The London branch of the Industrial and Commercial Bank of China (ICBC) has received its biggest loan facility to date. The bank, which last September became the first Chinese one to receive a UK branch licence, has signed a loan facility agreement worth US$1bn. The transaction was launched at US$500mn, but it was significantly oversubscribed, with the facilities being increased and the lenders scaled back.
The facility’s goal is to “refinance existing facilities, increase amounts and extend maturities”, Benny Zachariah, ICBC’s head of syndication and sales, tells GTR, adding that how much will be used for international trade is “dependent on business opportunities”.
We intend to continue building on this momentum and establish ourselves as a credible and capable banking partner. Jin Chen, ICBC
The facility is divided between a 2-year, US$550mn tranche priced at 60bp over Libor, and a 3-year, US$450mn tranche, priced at 80bp over Libor. Several banks were involved in the facility, including Lloyds Bank as co-ordinator and Wells Fargo as facility agent. Lloyds and Wells Fargo also participated as bookrunners and mandated lead arrangers (MLAs), along with ANZ, Bank of America Merrill Lynch, Barclays, BNP Paribas, HSBC, ING, and Standard Chartered. Commerzbank, JP Morgan and Landesbank Baden-Württemberg were also MLAs.

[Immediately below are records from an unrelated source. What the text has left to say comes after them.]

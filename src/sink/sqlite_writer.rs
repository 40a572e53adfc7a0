use std::path::Path;

use async_trait::async_trait;
use rusqlite::{Connection, params};
use tracing::info;

use super::SummarySink;
use super::error::PersistError;
use crate::domain::UserSummary;

/// Name of the summary table, fully replaced on each run
pub const SUMMARY_TABLE: &str = "user_cart_data";

/// Write the summary table to a SQLite database
///
/// Each persist drops and recreates `user_cart_data` inside one
/// transaction — a full replace, not an upsert or append.
pub struct SqliteSink {
    conn: Connection,
}

impl SqliteSink {
    /// Open (or create) the database at the given path
    pub fn open(path: impl AsRef<Path>) -> Result<Self, PersistError> {
        Ok(Self {
            conn: Connection::open(path)?,
        })
    }

    /// Open an in-memory database
    pub fn open_in_memory() -> Result<Self, PersistError> {
        Ok(Self {
            conn: Connection::open_in_memory()?,
        })
    }

    /// Access the underlying connection (query-back in tests and tooling)
    pub fn connection(&self) -> &Connection {
        &self.conn
    }
}

#[async_trait]
impl SummarySink for SqliteSink {
    async fn persist(&mut self, summaries: &[UserSummary]) -> Result<(), PersistError> {
        if summaries.is_empty() {
            return Err(PersistError::NothingToPersist);
        }

        let tx = self.conn.transaction()?;
        tx.execute(&format!("DROP TABLE IF EXISTS {SUMMARY_TABLE}"), [])?;
        tx.execute(
            &format!(
                "CREATE TABLE {SUMMARY_TABLE} (
                    user_id INTEGER NOT NULL,
                    last_added_date TEXT NOT NULL,
                    top_category TEXT NOT NULL
                )"
            ),
            [],
        )?;

        {
            let mut insert = tx.prepare(&format!(
                "INSERT INTO {SUMMARY_TABLE} (user_id, last_added_date, top_category) \
                 VALUES (?1, ?2, ?3)"
            ))?;
            for summary in summaries {
                insert.execute(params![
                    summary.user_id,
                    summary.last_added_date.to_string(),
                    summary.top_category,
                ])?;
            }
        }

        tx.commit()?;
        info!(rows = summaries.len(), table = SUMMARY_TABLE, "replaced summary table");
        Ok(())
    }
}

“This transaction is an important milestone for ICBC in London, highlighting not only the strong relationships we have in the market but also underlining the growing credibility of Chinese banks being able to raise financing in the loan market,” says Jin Chen, managing director of ICBC London. “With the London Branch now firmly in place we intend to continue building on this momentum and establish ourselves as a credible and capable banking partner,” she adds.
ICBC is the world’s biggest bank by market capitalisation. Its growth slowed down to 1.4% in Q1 of this year – a drop widely attributed to the slowdown in the Chinese economy.